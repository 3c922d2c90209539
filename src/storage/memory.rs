//! In-memory storage implementation for development and testing
//!
//! Implements every collaborator trait over `RwLock`-guarded collections.
//! Can be seeded from a JSON document so a standalone server has rooms and
//! banned words to work with.

use async_trait::async_trait;
use chrono::{DateTime, Utc};
use serde::Deserialize;
use std::collections::HashMap;
use std::path::Path;
use std::sync::atomic::{AtomicU64, Ordering};
use tokio::sync::RwLock;

use super::traits::*;
use crate::core::message::ChatUserIdentity;
use crate::error::{LiveChatError, Result};

/// Initial contents for a `MemoryStore`
#[derive(Debug, Clone, Default, Deserialize)]
pub struct SeedData {
    #[serde(default)]
    pub rooms: Vec<ChatRoom>,
    #[serde(default)]
    pub banned_words: Vec<BannedWordRule>,
    #[serde(default)]
    pub mutes: Vec<MuteRecord>,
}

impl SeedData {
    /// Read and parse a seed document from disk
    pub fn from_file(path: impl AsRef<Path>) -> Result<Self> {
        let path = path.as_ref();
        let raw = std::fs::read_to_string(path).map_err(|e| {
            LiveChatError::ConfigError(format!("Cannot read seed file {}: {}", path.display(), e))
        })?;
        serde_json::from_str(&raw).map_err(|e| {
            LiveChatError::ConfigError(format!("Invalid seed file {}: {}", path.display(), e))
        })
    }
}

/// In-memory rooms, mutes and banned words
pub struct MemoryStore {
    rooms: RwLock<HashMap<String, ChatRoom>>,
    mutes: RwLock<Vec<MuteRecord>>,
    rules: RwLock<Vec<BannedWordRule>>,
    next_mute_id: AtomicU64,
}

impl MemoryStore {
    pub fn new() -> Self {
        Self::from_seed(SeedData::default())
    }

    pub fn from_seed(seed: SeedData) -> Self {
        let next_mute_id = seed.mutes.iter().map(|m| m.id).max().unwrap_or(0) + 1;
        let rooms = seed
            .rooms
            .into_iter()
            .map(|room| (room.identifier.clone(), room))
            .collect();

        Self {
            rooms: RwLock::new(rooms),
            mutes: RwLock::new(seed.mutes),
            rules: RwLock::new(seed.banned_words),
            next_mute_id: AtomicU64::new(next_mute_id),
        }
    }

    /// Add or replace a room
    pub async fn insert_room(&self, room: ChatRoom) {
        self.rooms.write().await.insert(room.identifier.clone(), room);
    }

    /// Add a banned-word rule
    pub async fn add_rule(&self, rule: BannedWordRule) {
        self.rules.write().await.push(rule);
    }

    /// Mute records including revoked and expired ones, oldest first
    pub async fn all_mutes(&self) -> Vec<MuteRecord> {
        self.mutes.read().await.clone()
    }
}

impl Default for MemoryStore {
    fn default() -> Self {
        Self::new()
    }
}

#[async_trait]
impl RoomDirectory for MemoryStore {
    async fn get_room_by_identifier(&self, identifier: &str) -> Result<Option<ChatRoom>> {
        Ok(self.rooms.read().await.get(identifier).cloned())
    }
}

#[async_trait]
impl MuteStore for MemoryStore {
    async fn is_muted(&self, organization_id: u64, identity: &ChatUserIdentity) -> Result<bool> {
        if identity.is_empty() {
            return Ok(false);
        }

        let now = Utc::now();
        let mutes = self.mutes.read().await;
        Ok(mutes.iter().any(|record| {
            record.organization_id == organization_id
                && record.is_active(now)
                && record.matches_identity(identity)
        }))
    }

    async fn mute(
        &self,
        organization_id: u64,
        identity: &ChatUserIdentity,
        until: Option<DateTime<Utc>>,
    ) -> Result<MuteRecord> {
        if identity.is_empty() {
            return Err(LiveChatError::ValidationError(
                "A mute needs a username or an IP address".to_string(),
            ));
        }

        let record = MuteRecord {
            id: self.next_mute_id.fetch_add(1, Ordering::Relaxed),
            organization_id,
            username: identity.username.clone(),
            ip_address: identity.ip_address.clone(),
            until,
            created_at: Utc::now(),
            deleted_at: None,
        };

        self.mutes.write().await.push(record.clone());
        Ok(record)
    }

    async fn unmute(&self, organization_id: u64, identity: &ChatUserIdentity) -> Result<usize> {
        if identity.is_empty() {
            return Ok(0);
        }

        let now = Utc::now();
        let mut mutes = self.mutes.write().await;
        let mut revoked = 0;

        for record in mutes.iter_mut() {
            if record.organization_id == organization_id
                && record.is_active(now)
                && record.matches_identity(identity)
            {
                record.deleted_at = Some(now);
                revoked += 1;
            }
        }

        Ok(revoked)
    }

    async fn active_mutes(&self, organization_id: u64) -> Result<Vec<MuteRecord>> {
        let now = Utc::now();
        Ok(self
            .mutes
            .read()
            .await
            .iter()
            .filter(|record| record.organization_id == organization_id && record.is_active(now))
            .cloned()
            .collect())
    }
}

#[async_trait]
impl BannedWordStore for MemoryStore {
    async fn get_rules(&self, organization_id: u64) -> Result<Vec<BannedWordRule>> {
        let rules = self.rules.read().await;

        let mut platform: Vec<BannedWordRule> = rules
            .iter()
            .filter(|rule| rule.is_platform_wide())
            .cloned()
            .collect();
        let mut scoped: Vec<BannedWordRule> = rules
            .iter()
            .filter(|rule| rule.organization_id == Some(organization_id))
            .cloned()
            .collect();

        platform.sort_by_key(|rule| rule.id);
        scoped.sort_by_key(|rule| rule.id);
        platform.extend(scoped);

        Ok(platform)
    }
}
use rusty_livechat::core::connection::Connection;
use rusty_livechat::core::message::ChatUser;
use rusty_livechat::core::server::{ChatServer, SendOutcome, SharedChatServer};
use rusty_livechat::error::LiveChatError;
use rusty_livechat::moderation::BlockReason;
use rusty_livechat::storage::memory::{MemoryStore, SeedData};
use rusty_livechat::storage::traits::{BannedWordRule, ChatRoom, Consequence};
use serde_json::Value;
use std::sync::Arc;
use std::time::Duration;
use tokio::sync::mpsc::{self, UnboundedReceiver};
use tokio::time::timeout;
use warp::ws::Message;

fn seeded_server(history_length: usize) -> (SharedChatServer, Arc<MemoryStore>) {
    let seed = SeedData {
        rooms: vec![
            ChatRoom {
                id: 1,
                organization_id: 100,
                identifier: "chatroom_launch".to_string(),
                title: "Launch".to_string(),
            },
            ChatRoom {
                id: 2,
                organization_id: 200,
                identifier: "chatroom_other".to_string(),
                title: "Other".to_string(),
            },
        ],
        banned_words: vec![BannedWordRule {
            id: 1,
            organization_id: None,
            word: "badword".to_string(),
            consequence: Consequence::PermanentBan,
        }],
        mutes: Vec::new(),
    };
    let store = Arc::new(MemoryStore::from_seed(seed));
    let server = ChatServer::builder()
        .history_length(history_length)
        .memory_store(store.clone())
        .build()
        .unwrap();
    (server, store)
}

fn connect(server: &SharedChatServer, id: &str, ip: &str) -> UnboundedReceiver<Message> {
    let (tx, rx) = mpsc::unbounded_channel();
    server.connect(Connection::with_id(id.to_string(), tx, Some(ip.parse().unwrap())));
    rx
}

fn user(name: &str) -> ChatUser {
    ChatUser {
        username: name.to_string(),
        photo_url: Some(format!("https://cdn.example.com/{}.png", name)),
    }
}

async fn next_event(rx: &mut UnboundedReceiver<Message>) -> Value {
    let msg = timeout(Duration::from_secs(1), rx.recv())
        .await
        .expect("timed out waiting for event")
        .expect("channel closed");
    serde_json::from_str(msg.to_str().unwrap()).unwrap()
}

async fn assert_silent(rx: &mut UnboundedReceiver<Message>) {
    tokio::time::sleep(Duration::from_millis(50)).await;
    assert!(rx.try_recv().is_err(), "unexpected event delivered");
}

#[tokio::test]
async fn test_join_delivers_history_in_order() {
    let (server, _store) = seeded_server(3);
    let _sender_rx = connect(&server, "sender", "192.0.2.1");

    for text in ["one", "two", "three", "four"] {
        server
            .send_message("sender", "chatroom_launch", user("alice"), text.to_string())
            .await
            .unwrap();
    }

    let mut rx = connect(&server, "viewer", "192.0.2.2");
    let count = server.join_room("viewer", "chatroom_launch").await.unwrap();
    assert_eq!(count, 3);

    let event = next_event(&mut rx).await;
    assert_eq!(event["event"], "chat.messages");
    let texts: Vec<&str> = event["data"]
        .as_array()
        .unwrap()
        .iter()
        .map(|m| m["message"].as_str().unwrap())
        .collect();
    assert_eq!(texts, vec!["two", "three", "four"]);
    assert_eq!(event["data"][0]["username"], "alice");
}

#[tokio::test]
async fn test_join_empty_room_sends_empty_snapshot() {
    let (server, _store) = seeded_server(5);
    let mut rx = connect(&server, "viewer", "192.0.2.2");

    assert_eq!(server.join_room("viewer", "chatroom_launch").await.unwrap(), 0);
    let event = next_event(&mut rx).await;
    assert_eq!(event["event"], "chat.messages");
    assert_eq!(event["data"].as_array().unwrap().len(), 0);
}

#[tokio::test]
async fn test_message_reaches_members_only() {
    let (server, _store) = seeded_server(5);
    let mut alice = connect(&server, "alice", "192.0.2.1");
    let mut bob = connect(&server, "bob", "192.0.2.2");
    let mut outsider = connect(&server, "outsider", "192.0.2.3");

    server.join_room("alice", "chatroom_launch").await.unwrap();
    server.join_room("bob", "chatroom_launch").await.unwrap();
    server.join_room("outsider", "chatroom_other").await.unwrap();
    next_event(&mut alice).await;
    next_event(&mut bob).await;
    next_event(&mut outsider).await;

    let outcome = server
        .send_message("alice", "chatroom_launch", user("alice"), "hello all".to_string())
        .await
        .unwrap();
    let id = match outcome {
        SendOutcome::Delivered(id) => id,
        other => panic!("unexpected outcome {:?}", other),
    };

    // The sender is a member and receives its own message
    for rx in [&mut alice, &mut bob] {
        let event = next_event(rx).await;
        assert_eq!(event["event"], "chat.messages");
        assert_eq!(event["data"][0]["id"], id.as_str());
        assert_eq!(event["data"][0]["message"], "hello all");
        assert_eq!(event["data"][0]["photo_url"], "https://cdn.example.com/alice.png");
    }
    assert_silent(&mut outsider).await;
}

#[tokio::test]
async fn test_leave_stops_delivery() {
    let (server, _store) = seeded_server(5);
    let mut viewer = connect(&server, "viewer", "192.0.2.2");
    let _sender = connect(&server, "sender", "192.0.2.1");

    server.join_room("viewer", "chatroom_launch").await.unwrap();
    next_event(&mut viewer).await;
    server.leave_room("viewer", "chatroom_launch").await.unwrap();

    server
        .send_message("sender", "chatroom_launch", user("sam"), "anyone?".to_string())
        .await
        .unwrap();
    assert_silent(&mut viewer).await;
}

#[tokio::test]
async fn test_revoke_removes_from_history_and_notifies() {
    let (server, _store) = seeded_server(5);
    let mut viewer = connect(&server, "viewer", "192.0.2.2");
    let _sender = connect(&server, "sender", "192.0.2.1");
    server.join_room("viewer", "chatroom_launch").await.unwrap();
    next_event(&mut viewer).await;

    let id = match server
        .send_message("sender", "chatroom_launch", user("sam"), "oops".to_string())
        .await
        .unwrap()
    {
        SendOutcome::Delivered(id) => id,
        other => panic!("unexpected outcome {:?}", other),
    };
    server
        .revoke_message("sender", "chatroom_launch", &id)
        .await
        .unwrap();
    assert!(server.history().snapshot(1).is_empty());

    // The message frame always precedes its revoke
    let event = next_event(&mut viewer).await;
    assert_eq!(event["event"], "chat.messages");
    assert_eq!(event["data"][0]["id"], id.as_str());
    let event = next_event(&mut viewer).await;
    assert_eq!(event["event"], "chat.revoke-message");
    assert_eq!(event["data"]["id"], id.as_str());
    assert!(server.history().snapshot(1).is_empty());

    // Revoking an unknown id still notifies and succeeds
    server
        .revoke_message("sender", "chatroom_launch", "no-such-id")
        .await
        .unwrap();
    assert_eq!(next_event(&mut viewer).await["data"]["id"], "no-such-id");
}

#[tokio::test]
async fn test_banned_word_blocks_and_mutes_sender() {
    let (server, store) = seeded_server(5);
    let mut viewer = connect(&server, "viewer", "192.0.2.2");
    let _sender = connect(&server, "sender", "198.51.100.9");
    server.join_room("viewer", "chatroom_launch").await.unwrap();
    next_event(&mut viewer).await;

    let outcome = server
        .send_message("sender", "chatroom_launch", user("troll"), "BADWORD!".to_string())
        .await
        .unwrap();
    assert!(matches!(
        outcome,
        SendOutcome::Blocked(BlockReason::BannedWord { rule_id: 1, .. })
    ));
    assert_silent(&mut viewer).await;
    assert!(server.history().snapshot(1).is_empty());

    // The auto-mute also catches a new username from the same address
    let mut muted = false;
    for _ in 0..50 {
        if !store.all_mutes().await.is_empty() {
            muted = true;
            break;
        }
        tokio::time::sleep(Duration::from_millis(10)).await;
    }
    assert!(muted);

    let outcome = server
        .send_message("sender", "chatroom_launch", user("fresh-name"), "hi".to_string())
        .await
        .unwrap();
    assert_eq!(outcome, SendOutcome::Blocked(BlockReason::Muted));
    assert_silent(&mut viewer).await;
    assert!(server.history().snapshot(1).is_empty());
}

#[tokio::test]
async fn test_invalid_sends_are_rejected() {
    let (server, _store) = seeded_server(5);
    let _rx = connect(&server, "sender", "192.0.2.1");

    let err = server
        .send_message("sender", "chatroom_launch", user("sam"), "   ".to_string())
        .await
        .unwrap_err();
    assert!(matches!(err, LiveChatError::ValidationError(_)));

    let err = server
        .send_message("sender", "chatroom_missing", user("sam"), "hi".to_string())
        .await
        .unwrap_err();
    assert!(matches!(err, LiveChatError::RoomNotFound(_)));
}

#[tokio::test]
async fn test_disconnect_leaves_every_room() {
    let (server, _store) = seeded_server(5);
    let _rx = connect(&server, "viewer", "192.0.2.2");
    server.join_room("viewer", "chatroom_launch").await.unwrap();
    server.join_room("viewer", "chatroom_other").await.unwrap();
    assert_eq!(server.broadcaster().rooms_of("viewer").len(), 2);

    server.disconnect("viewer");

    assert!(server.broadcaster().rooms_of("viewer").is_empty());
    assert!(server.broadcaster().members(1).is_empty());
    assert!(server.broadcaster().members(2).is_empty());
    assert_eq!(server.broadcaster().connection_count(), 0);
}

#[tokio::test]
async fn test_sent_message_is_in_history_when_send_returns() {
    let (server, _store) = seeded_server(5);
    let _sender = connect(&server, "sender", "192.0.2.1");

    let outcome = server
        .send_message("sender", "chatroom_launch", user("sam"), "first".to_string())
        .await
        .unwrap();
    let snapshot = server.history().snapshot(1);
    assert_eq!(snapshot.len(), 1);
    assert_eq!(SendOutcome::Delivered(snapshot[0].id.clone()), outcome);
}

#[tokio::test(flavor = "multi_thread", worker_threads = 4)]
async fn test_immediate_revoke_never_leaves_message_buffered() {
    let (server, _store) = seeded_server(25);
    let _sender = connect(&server, "sender", "192.0.2.1");

    for i in 0..200 {
        let id = match server
            .send_message("sender", "chatroom_launch", user("sam"), format!("msg {}", i))
            .await
            .unwrap()
        {
            SendOutcome::Delivered(id) => id,
            other => panic!("unexpected outcome {:?}", other),
        };
        server
            .revoke_message("sender", "chatroom_launch", &id)
            .await
            .unwrap();
    }

    // Give any stray background work a chance to run
    tokio::time::sleep(Duration::from_millis(50)).await;
    assert!(server.history().snapshot(1).is_empty());
}

#[tokio::test]
async fn test_join_snapshot_excludes_later_messages() {
    let (server, _store) = seeded_server(5);
    let _sender = connect(&server, "sender", "192.0.2.1");
    server
        .send_message("sender", "chatroom_launch", user("sam"), "before".to_string())
        .await
        .unwrap();

    let mut viewer = connect(&server, "viewer", "192.0.2.2");
    server.join_room("viewer", "chatroom_launch").await.unwrap();
    server
        .send_message("sender", "chatroom_launch", user("sam"), "after".to_string())
        .await
        .unwrap();

    let snapshot = next_event(&mut viewer).await;
    assert_eq!(snapshot["event"], "chat.messages");
    let texts: Vec<&str> = snapshot["data"]
        .as_array()
        .unwrap()
        .iter()
        .map(|m| m["message"].as_str().unwrap())
        .collect();
    assert_eq!(texts, vec!["before"]);

    let live = next_event(&mut viewer).await;
    assert_eq!(live["event"], "chat.messages");
    assert_eq!(live["data"].as_array().unwrap().len(), 1);
    assert_eq!(live["data"][0]["message"], "after");
    assert_silent(&mut viewer).await;
}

Your goal >> The expected result is every line from the material above that includes "ValidationError".

Reply >>
            return Err(LiveChatError::ValidationError(
    assert!(matches!(err, LiveChatError::ValidationError(_)));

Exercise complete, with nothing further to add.